Reference numeral 10 denotes a line A for transmitting the modulated signal A from the terminal A, and reference numeral 11 denotes a line B for transmitting the modulated signal B from the terminal B.
The operation of this conventional voice communication system will be described below with reference to the drawings.
[0007]
A voice uttered by the speaker A is input to the terminal A as an input voice A. Also, a modulation signal B is input from a terminal B described later via the line B. The analog demodulator 4 demodulates the modulated signal B and outputs the obtained audio signal as output audio A. The sound superimposing means 5 generates a superimposed sound in which the input sound A and the output sound A are superimposed, and inputs this to the analog modulation means 6. The analog modulation means 6 modulates the input superimposed voice and outputs the obtained modulated signal to the line A as a modulated signal A.
[0008]
A voice uttered by the speaker B is input to the terminal B as the input voice B. Further, the modulation signal A is input from the terminal A through the line A. The analog modulation means 7 modulates the input voice B and outputs the obtained modulated signal as a modulated signal B to the line B. The analog demodulator 8 demodulates the modulated signal A and outputs the obtained audio signal as output audio B.

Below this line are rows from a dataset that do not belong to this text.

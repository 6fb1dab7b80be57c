use axum::http::{header::CONTENT_TYPE, HeaderValue, Method};
use tower_http::cors::CorsLayer;
use tower_sessions::SessionManagerLayer;
use tower_sessions_redis_store::RedisStore;
use tracing_subscriber::{fmt, EnvFilter};

use crate::server::{
    config::Config,
    error::{config::ConfigError, Error},
};

/// Install the global tracing subscriber, filtered by `RUST_LOG` (default `info`)
pub fn init_tracing() {
    let filter = EnvFilter::try_from_default_env().unwrap_or_else(|_| EnvFilter::new("info"));

    fmt().with_env_filter(filter).init();
}

/// Build the REST Countries client with the configured endpoint and timeout
pub fn build_country_client(config: &Config) -> Result<country_api::Client, Error> {
    let client = country_api::Client::builder()
        .base_url(&config.country_api_url)
        .timeout(config.country_api_timeout)
        .user_agent(&config.user_agent)
        .build()?;

    Ok(client)
}

/// Connect to the database and run migrations
pub async fn connect_to_database(config: &Config) -> Result<sea_orm::DatabaseConnection, Error> {
    use migration::{Migrator, MigratorTrait};
    use sea_orm::{ConnectOptions, Database};

    let mut opt = ConnectOptions::new(&config.database_url);
    opt.sqlx_logging(false);

    let db = Database::connect(opt).await?;

    Migrator::up(&db, None).await?;

    Ok(db)
}

/// Connect to Valkey/Redis and configure session management
pub async fn connect_to_session(
    config: &Config,
) -> Result<SessionManagerLayer<RedisStore<tower_sessions_redis_store::fred::prelude::Pool>>, Error>
{
    use time::Duration;
    use tower_sessions::{cookie::SameSite, Expiry};
    use tower_sessions_redis_store::fred::prelude::*;

    let config = Config::from_url(&config.valkey_url)?;
    let pool = Pool::new(config, None, None, None, 6)?;

    pool.connect();
    pool.wait_for_connect().await?;

    let session_store = RedisStore::new(pool);

    // Secure cookies need HTTPS, which local development doesn't have
    let secure_cookies = !cfg!(debug_assertions);

    let session = SessionManagerLayer::new(session_store)
        .with_secure(secure_cookies)
        .with_same_site(SameSite::Lax)
        .with_http_only(true)
        .with_expiry(Expiry::OnInactivity(Duration::days(7)));

    Ok(session)
}

/// Allow credentialed requests from the configured client origin
pub fn build_cors(config: &Config) -> Result<CorsLayer, Error> {
    let origin = config
        .client_url
        .trim_end_matches('/')
        .parse::<HeaderValue>()
        .map_err(|e| ConfigError::InvalidEnvValue {
            var: "CLIENT_URL".to_string(),
            reason: e.to_string(),
        })?;

    Ok(CorsLayer::new()
        .allow_origin(origin)
        .allow_credentials(true)
        .allow_methods([Method::GET, Method::POST, Method::DELETE, Method::OPTIONS])
        .allow_headers([CONTENT_TYPE]))
}

/// Resolves once Ctrl+C or SIGTERM is received
pub async fn shutdown_signal() {
    use tokio::signal;

    let ctrl_c = async {
        if let Err(e) = signal::ctrl_c().await {
            tracing::error!("Failed to install Ctrl+C handler: {e}");
            std::future::pending::<()>().await;
        }

        tracing::info!("Received Ctrl+C, shutting down");
    };

    #[cfg(unix)]
    let terminate = async {
        match signal::unix::signal(signal::unix::SignalKind::terminate()) {
            Ok(mut sigterm) => {
                sigterm.recv().await;
                tracing::info!("Received terminate signal, shutting down");
            }
            Err(e) => {
                tracing::error!("Failed to install SIGTERM handler: {e}");
                std::future::pending::<()>().await;
            }
        }
    };

    #[cfg(not(unix))]
    let terminate = std::future::pending::<()>();

    tokio::select! {
        _ = ctrl_c => {},
        _ = terminate => {},
    }
}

The modulation signal A is input from the terminal A to the terminal C via the line A. The analog demodulator 9 demodulates the modulated signal A and outputs the obtained audio signal as output audio C.
[0009]
By configuring as described above, when the speaker A and the speaker B are making a call using the terminal A and the terminal B, respectively, it is possible to intercept the call between the speaker A and the speaker B at the terminal C. It has become.
[0010]
FIG. 9 shows an improvement in line utilization efficiency such as the introduction of data communication in the above-described conventional voice communication system, quality improvement in areas where radio waves are weak in combination with an error correction code, and secrecy by combination with encryption. It is a figure which shows another structure which aimed at digitization of the system for ensuring.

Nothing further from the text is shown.